» Task: Scan the entries that follow for the word "Deserialize", then report every line in which it appears.

» Dataset records:
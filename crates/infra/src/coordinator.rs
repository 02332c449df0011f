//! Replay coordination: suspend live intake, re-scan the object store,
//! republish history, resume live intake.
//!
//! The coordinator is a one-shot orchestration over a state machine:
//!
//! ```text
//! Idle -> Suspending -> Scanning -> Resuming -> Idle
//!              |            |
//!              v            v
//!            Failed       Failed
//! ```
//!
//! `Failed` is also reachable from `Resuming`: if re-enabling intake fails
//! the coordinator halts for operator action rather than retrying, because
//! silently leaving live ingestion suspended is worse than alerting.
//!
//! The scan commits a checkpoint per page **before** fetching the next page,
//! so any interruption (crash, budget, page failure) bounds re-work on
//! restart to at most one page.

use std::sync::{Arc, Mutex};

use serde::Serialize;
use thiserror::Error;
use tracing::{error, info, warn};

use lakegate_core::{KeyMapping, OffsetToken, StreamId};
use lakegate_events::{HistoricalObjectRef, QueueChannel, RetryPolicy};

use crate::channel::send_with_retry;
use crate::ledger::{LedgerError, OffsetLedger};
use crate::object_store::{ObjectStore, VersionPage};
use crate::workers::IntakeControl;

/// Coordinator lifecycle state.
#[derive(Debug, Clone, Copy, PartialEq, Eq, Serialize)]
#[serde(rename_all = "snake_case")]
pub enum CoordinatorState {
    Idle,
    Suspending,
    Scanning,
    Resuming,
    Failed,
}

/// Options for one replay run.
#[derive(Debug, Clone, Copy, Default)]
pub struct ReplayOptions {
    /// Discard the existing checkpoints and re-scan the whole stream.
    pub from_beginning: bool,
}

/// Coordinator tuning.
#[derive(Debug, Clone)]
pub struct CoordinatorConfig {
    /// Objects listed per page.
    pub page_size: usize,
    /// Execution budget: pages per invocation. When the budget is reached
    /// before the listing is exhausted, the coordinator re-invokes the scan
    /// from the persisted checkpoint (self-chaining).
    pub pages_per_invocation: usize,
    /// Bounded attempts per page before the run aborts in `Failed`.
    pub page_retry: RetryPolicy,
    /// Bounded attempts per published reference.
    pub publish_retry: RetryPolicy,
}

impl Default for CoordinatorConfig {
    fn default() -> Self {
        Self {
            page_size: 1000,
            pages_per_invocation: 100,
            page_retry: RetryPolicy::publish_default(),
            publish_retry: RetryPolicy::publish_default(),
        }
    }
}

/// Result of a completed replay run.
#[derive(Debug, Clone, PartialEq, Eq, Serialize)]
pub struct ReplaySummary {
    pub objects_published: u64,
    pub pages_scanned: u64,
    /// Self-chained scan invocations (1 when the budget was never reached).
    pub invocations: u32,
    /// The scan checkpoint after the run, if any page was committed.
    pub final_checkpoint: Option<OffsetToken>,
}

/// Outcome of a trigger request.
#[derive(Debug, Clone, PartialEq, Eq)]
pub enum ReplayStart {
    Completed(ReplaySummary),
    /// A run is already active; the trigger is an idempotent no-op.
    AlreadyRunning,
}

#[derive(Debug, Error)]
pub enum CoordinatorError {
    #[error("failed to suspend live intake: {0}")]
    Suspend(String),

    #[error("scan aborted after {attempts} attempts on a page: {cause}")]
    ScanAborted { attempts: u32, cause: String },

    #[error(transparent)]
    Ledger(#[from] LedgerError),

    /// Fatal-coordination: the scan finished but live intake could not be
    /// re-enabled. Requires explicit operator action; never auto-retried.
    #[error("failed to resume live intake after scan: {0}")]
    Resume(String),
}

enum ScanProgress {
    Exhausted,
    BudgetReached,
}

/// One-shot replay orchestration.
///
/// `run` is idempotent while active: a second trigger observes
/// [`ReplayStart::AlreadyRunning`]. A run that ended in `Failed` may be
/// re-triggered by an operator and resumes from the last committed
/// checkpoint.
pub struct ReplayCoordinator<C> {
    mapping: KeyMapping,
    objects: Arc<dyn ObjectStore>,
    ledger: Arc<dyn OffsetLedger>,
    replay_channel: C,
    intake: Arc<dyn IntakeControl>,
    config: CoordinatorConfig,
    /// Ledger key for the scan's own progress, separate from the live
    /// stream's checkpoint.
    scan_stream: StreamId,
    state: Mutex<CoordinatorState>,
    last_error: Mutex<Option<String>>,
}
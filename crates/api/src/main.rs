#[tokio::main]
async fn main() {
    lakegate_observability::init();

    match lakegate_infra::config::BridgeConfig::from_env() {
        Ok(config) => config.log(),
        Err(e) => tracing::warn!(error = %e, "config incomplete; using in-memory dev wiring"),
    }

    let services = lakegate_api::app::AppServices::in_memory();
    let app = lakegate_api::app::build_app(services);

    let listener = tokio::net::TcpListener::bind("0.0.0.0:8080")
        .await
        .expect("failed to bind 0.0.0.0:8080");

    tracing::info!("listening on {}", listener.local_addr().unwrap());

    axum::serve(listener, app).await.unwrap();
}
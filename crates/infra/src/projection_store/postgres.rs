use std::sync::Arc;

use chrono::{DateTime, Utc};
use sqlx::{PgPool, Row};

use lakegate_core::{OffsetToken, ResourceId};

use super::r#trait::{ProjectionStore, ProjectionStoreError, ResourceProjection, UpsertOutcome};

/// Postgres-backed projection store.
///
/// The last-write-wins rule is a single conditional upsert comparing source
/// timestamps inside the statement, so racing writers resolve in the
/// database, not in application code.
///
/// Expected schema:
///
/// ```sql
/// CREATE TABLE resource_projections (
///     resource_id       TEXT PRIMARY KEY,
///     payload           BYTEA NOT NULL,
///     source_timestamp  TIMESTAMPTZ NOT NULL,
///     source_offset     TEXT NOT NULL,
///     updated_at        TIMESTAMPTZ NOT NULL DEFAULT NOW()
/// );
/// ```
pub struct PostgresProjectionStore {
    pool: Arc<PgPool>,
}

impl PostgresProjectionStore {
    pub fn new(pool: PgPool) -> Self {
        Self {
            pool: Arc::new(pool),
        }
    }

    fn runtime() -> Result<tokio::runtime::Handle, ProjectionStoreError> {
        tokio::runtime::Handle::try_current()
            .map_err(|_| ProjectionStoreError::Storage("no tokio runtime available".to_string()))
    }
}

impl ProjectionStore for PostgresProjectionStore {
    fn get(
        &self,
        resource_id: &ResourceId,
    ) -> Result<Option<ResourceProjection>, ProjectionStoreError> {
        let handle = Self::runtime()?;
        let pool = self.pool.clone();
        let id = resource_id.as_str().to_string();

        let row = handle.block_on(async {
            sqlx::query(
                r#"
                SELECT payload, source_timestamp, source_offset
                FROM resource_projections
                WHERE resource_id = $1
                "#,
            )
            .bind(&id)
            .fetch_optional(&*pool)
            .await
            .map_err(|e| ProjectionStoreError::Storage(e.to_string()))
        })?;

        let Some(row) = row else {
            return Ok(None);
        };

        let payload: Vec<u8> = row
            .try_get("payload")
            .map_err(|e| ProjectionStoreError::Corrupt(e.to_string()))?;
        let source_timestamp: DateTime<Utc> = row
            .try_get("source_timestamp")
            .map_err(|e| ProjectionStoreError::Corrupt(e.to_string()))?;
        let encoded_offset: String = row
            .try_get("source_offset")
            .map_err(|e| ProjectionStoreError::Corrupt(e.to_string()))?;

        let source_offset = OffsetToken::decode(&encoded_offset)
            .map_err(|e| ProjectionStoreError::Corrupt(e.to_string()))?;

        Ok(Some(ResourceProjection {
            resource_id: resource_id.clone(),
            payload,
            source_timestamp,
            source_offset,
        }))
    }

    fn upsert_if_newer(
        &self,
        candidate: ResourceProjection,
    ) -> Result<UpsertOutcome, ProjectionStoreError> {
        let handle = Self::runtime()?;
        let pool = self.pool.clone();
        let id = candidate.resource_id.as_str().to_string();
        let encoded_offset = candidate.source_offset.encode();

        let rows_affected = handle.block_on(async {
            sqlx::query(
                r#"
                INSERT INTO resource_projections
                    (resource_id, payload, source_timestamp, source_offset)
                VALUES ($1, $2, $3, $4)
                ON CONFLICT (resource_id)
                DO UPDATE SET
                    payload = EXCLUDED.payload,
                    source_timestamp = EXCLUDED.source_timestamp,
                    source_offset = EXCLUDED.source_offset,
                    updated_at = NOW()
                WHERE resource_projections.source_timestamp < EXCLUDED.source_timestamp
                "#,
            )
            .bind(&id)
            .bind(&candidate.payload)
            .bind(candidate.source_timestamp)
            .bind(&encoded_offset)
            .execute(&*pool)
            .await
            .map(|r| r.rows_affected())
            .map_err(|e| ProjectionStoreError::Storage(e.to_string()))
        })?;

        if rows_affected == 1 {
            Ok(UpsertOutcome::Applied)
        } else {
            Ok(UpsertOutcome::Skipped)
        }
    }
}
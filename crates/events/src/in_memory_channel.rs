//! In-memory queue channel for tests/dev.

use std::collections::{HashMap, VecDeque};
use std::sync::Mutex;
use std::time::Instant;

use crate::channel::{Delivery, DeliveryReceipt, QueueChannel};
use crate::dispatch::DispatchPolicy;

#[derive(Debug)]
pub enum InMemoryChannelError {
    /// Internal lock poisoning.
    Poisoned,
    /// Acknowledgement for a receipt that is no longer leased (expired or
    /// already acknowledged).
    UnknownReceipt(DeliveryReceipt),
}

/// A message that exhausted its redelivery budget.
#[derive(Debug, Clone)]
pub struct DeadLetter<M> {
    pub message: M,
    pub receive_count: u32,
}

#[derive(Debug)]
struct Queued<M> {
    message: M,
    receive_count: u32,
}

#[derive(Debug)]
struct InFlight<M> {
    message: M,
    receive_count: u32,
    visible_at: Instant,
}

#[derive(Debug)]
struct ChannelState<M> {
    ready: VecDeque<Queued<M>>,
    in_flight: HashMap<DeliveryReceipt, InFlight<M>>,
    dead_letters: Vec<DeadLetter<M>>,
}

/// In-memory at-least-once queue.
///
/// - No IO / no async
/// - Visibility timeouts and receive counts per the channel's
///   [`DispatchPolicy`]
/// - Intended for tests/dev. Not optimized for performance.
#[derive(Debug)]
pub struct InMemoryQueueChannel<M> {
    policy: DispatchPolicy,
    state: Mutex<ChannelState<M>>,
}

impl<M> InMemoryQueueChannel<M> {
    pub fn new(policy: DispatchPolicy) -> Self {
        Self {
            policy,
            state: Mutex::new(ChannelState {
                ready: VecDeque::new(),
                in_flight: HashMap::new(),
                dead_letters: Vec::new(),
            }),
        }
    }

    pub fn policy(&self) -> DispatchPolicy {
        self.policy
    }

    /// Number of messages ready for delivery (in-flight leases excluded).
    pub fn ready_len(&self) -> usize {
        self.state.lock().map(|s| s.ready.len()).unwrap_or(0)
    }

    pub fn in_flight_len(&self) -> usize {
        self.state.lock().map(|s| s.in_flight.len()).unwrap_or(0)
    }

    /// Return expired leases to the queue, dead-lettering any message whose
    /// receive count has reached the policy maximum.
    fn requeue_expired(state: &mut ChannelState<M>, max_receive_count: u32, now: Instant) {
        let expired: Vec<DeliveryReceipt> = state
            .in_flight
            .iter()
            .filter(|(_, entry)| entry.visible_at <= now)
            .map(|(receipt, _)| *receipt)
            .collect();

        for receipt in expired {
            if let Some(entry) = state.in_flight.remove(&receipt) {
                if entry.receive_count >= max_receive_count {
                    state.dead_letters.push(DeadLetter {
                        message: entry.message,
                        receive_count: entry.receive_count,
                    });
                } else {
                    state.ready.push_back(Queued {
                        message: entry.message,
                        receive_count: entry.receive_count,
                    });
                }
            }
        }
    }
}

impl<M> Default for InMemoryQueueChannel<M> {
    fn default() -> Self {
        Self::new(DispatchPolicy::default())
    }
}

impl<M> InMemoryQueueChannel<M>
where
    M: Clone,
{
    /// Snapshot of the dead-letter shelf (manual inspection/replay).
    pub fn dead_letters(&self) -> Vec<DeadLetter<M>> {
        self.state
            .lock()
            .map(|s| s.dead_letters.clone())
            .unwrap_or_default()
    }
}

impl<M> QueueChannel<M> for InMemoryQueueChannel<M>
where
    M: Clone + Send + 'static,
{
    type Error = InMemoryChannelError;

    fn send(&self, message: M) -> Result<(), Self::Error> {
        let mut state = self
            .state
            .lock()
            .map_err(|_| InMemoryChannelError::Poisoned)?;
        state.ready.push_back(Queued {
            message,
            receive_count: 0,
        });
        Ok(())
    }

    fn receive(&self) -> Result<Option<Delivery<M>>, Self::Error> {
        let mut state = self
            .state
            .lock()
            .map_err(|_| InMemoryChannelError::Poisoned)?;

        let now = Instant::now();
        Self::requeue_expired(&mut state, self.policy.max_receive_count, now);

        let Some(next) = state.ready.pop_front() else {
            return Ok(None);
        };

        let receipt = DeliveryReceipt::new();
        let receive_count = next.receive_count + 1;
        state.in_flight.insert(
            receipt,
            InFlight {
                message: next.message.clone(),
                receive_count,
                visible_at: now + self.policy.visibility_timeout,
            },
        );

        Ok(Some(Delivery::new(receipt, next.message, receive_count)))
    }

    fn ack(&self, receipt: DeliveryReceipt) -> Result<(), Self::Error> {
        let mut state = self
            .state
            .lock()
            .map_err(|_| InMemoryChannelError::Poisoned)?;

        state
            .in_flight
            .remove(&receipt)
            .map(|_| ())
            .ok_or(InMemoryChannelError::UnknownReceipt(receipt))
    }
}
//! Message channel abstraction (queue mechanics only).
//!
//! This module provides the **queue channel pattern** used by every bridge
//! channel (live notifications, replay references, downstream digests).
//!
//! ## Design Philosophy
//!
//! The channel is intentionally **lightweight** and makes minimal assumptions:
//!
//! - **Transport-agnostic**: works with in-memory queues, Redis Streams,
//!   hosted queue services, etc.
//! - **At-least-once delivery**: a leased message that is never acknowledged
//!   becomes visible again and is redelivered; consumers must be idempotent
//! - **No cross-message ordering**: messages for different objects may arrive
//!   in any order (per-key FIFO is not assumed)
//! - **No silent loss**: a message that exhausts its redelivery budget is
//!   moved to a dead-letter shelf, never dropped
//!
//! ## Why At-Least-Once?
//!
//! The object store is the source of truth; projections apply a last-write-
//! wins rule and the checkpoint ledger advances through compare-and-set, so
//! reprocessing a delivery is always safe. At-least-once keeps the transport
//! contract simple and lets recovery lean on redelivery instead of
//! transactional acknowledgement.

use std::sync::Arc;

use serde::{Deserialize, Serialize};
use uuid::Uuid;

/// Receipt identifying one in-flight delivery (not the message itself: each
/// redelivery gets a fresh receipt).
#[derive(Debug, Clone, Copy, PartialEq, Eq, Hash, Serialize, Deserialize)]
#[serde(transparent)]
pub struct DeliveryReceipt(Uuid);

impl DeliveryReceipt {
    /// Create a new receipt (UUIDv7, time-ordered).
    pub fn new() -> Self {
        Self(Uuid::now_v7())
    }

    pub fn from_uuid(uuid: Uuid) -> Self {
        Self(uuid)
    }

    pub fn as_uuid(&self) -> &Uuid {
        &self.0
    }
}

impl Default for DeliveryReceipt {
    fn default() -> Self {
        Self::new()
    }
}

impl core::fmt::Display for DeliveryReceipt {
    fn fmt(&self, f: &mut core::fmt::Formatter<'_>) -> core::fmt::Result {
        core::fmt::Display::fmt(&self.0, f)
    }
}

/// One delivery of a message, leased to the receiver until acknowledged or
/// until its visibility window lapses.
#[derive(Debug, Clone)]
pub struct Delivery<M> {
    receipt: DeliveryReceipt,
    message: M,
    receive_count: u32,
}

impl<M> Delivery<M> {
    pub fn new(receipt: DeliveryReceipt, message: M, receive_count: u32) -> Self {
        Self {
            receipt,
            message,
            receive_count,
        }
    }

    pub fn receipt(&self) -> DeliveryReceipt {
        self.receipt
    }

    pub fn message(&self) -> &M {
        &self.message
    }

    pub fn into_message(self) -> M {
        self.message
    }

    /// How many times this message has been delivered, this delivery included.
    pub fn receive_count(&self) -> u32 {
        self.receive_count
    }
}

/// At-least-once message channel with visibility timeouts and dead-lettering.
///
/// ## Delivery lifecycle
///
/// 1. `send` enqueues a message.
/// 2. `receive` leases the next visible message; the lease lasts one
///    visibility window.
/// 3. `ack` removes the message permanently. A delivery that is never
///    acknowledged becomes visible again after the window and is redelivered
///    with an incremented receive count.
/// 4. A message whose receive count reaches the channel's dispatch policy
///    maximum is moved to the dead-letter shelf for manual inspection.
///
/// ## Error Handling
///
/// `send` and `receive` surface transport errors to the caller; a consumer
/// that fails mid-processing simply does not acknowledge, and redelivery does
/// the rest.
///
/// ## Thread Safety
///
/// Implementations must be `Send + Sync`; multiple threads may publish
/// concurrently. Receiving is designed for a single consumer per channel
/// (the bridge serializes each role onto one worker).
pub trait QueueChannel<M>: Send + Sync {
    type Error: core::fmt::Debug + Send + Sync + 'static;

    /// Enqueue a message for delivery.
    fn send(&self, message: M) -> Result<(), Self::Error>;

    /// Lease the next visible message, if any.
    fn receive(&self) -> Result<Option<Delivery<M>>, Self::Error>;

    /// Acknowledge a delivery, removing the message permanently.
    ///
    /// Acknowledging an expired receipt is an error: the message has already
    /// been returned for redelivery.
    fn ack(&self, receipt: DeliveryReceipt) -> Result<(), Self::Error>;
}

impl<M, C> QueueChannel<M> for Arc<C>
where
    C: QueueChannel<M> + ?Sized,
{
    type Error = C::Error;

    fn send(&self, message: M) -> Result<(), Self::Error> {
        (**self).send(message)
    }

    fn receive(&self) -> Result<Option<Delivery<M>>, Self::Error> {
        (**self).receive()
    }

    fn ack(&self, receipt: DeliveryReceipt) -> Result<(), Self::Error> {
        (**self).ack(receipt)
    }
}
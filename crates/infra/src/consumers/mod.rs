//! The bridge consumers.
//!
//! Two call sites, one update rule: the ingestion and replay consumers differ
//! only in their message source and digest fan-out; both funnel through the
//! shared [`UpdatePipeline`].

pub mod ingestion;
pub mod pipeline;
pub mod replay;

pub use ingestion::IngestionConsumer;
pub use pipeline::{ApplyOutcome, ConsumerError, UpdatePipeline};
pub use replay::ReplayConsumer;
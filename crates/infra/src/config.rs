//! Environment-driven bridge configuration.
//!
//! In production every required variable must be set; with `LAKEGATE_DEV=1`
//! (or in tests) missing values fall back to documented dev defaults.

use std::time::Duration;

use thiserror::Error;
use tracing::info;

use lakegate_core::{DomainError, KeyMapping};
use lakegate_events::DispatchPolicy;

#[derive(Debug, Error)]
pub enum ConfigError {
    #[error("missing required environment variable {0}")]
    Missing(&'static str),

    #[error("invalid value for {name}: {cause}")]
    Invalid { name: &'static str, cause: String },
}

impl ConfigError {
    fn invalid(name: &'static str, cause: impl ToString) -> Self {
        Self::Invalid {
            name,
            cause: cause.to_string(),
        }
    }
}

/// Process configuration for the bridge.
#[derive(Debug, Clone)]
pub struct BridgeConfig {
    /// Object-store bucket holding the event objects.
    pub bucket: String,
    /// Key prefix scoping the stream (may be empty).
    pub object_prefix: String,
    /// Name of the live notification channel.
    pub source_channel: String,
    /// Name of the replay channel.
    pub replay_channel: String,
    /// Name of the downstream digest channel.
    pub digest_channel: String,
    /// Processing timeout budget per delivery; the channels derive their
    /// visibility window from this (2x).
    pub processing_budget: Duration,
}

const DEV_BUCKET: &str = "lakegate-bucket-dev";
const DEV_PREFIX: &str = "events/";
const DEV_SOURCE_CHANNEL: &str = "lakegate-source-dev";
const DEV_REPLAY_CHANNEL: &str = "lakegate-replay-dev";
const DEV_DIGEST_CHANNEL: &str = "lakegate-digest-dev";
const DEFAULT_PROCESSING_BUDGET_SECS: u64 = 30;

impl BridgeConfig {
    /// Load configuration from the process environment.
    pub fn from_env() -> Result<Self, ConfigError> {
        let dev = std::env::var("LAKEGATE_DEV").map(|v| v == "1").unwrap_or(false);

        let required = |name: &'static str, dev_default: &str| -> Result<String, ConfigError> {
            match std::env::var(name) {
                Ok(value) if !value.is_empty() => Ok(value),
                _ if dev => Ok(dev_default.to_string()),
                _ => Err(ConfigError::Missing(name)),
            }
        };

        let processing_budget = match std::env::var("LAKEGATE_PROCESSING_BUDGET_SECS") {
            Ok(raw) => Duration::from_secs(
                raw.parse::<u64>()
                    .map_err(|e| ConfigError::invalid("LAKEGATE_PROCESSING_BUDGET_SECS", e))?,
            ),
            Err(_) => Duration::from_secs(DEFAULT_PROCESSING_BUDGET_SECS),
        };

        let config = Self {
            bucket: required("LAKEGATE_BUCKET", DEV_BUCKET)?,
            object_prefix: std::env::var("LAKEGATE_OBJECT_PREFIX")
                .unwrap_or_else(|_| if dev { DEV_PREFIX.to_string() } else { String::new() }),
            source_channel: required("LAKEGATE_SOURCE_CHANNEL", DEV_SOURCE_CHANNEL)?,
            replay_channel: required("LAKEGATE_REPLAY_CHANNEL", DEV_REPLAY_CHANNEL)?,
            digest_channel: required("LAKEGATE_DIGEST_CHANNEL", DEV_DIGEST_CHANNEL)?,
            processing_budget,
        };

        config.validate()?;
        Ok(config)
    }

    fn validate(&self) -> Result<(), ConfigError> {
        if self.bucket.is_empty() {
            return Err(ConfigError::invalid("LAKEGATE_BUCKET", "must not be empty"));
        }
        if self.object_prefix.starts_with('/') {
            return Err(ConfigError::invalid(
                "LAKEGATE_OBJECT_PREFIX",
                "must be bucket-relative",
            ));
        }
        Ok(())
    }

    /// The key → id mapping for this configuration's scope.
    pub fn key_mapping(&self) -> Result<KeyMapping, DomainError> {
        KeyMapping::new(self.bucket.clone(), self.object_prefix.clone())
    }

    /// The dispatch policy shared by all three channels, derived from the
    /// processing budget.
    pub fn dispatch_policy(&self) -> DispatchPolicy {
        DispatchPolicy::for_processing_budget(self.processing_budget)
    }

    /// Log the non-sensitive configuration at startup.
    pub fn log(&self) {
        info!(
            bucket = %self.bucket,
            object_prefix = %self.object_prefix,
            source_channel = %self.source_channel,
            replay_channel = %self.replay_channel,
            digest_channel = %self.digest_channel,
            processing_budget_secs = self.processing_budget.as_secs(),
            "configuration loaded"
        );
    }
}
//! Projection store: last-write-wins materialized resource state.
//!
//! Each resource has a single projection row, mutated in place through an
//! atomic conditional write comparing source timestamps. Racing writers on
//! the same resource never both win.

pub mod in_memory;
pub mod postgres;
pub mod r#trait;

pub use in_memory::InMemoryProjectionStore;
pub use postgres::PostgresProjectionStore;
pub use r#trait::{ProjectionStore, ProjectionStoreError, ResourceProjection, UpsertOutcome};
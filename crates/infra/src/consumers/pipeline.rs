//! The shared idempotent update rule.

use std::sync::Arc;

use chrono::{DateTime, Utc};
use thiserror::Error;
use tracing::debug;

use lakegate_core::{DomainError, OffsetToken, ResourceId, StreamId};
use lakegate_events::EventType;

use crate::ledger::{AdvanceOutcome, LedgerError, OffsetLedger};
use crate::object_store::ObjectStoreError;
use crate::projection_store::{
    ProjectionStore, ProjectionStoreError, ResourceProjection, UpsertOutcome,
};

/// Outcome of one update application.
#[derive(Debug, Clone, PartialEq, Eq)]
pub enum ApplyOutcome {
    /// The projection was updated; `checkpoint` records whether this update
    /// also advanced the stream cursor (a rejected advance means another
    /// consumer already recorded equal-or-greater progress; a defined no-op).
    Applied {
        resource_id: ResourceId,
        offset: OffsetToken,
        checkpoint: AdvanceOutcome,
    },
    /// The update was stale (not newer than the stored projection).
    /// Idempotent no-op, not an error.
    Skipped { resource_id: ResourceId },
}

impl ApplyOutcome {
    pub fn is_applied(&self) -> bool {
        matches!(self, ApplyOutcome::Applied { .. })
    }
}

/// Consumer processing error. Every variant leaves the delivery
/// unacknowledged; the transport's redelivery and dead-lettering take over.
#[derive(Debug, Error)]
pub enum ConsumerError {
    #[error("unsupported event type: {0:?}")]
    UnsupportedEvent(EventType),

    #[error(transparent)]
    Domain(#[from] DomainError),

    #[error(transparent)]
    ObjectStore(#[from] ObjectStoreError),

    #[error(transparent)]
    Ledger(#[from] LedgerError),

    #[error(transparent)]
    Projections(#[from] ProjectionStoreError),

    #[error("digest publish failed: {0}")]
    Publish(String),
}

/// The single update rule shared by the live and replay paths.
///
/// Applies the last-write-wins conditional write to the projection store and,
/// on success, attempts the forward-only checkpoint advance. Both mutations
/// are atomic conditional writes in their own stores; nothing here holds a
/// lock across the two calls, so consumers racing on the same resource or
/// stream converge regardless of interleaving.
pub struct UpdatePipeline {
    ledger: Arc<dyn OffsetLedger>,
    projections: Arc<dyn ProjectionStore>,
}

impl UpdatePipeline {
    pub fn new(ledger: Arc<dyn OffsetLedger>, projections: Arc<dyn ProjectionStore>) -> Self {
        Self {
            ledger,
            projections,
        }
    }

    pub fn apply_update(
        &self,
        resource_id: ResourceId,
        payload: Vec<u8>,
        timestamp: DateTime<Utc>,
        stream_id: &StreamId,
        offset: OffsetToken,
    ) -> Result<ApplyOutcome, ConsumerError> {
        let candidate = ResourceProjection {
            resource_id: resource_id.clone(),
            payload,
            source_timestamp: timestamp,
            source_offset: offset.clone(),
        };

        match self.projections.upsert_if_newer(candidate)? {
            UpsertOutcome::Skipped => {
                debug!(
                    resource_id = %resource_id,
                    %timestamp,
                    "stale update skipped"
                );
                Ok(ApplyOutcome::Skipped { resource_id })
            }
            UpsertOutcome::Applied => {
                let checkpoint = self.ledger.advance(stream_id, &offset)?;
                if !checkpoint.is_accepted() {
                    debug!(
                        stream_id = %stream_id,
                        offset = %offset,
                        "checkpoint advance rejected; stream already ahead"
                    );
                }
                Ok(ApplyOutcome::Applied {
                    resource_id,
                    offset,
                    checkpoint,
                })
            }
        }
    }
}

» Task result:
use serde::{Deserialize, Serialize};
#[derive(Debug, Clone, Copy, PartialEq, Eq, Hash, Serialize, Deserialize)]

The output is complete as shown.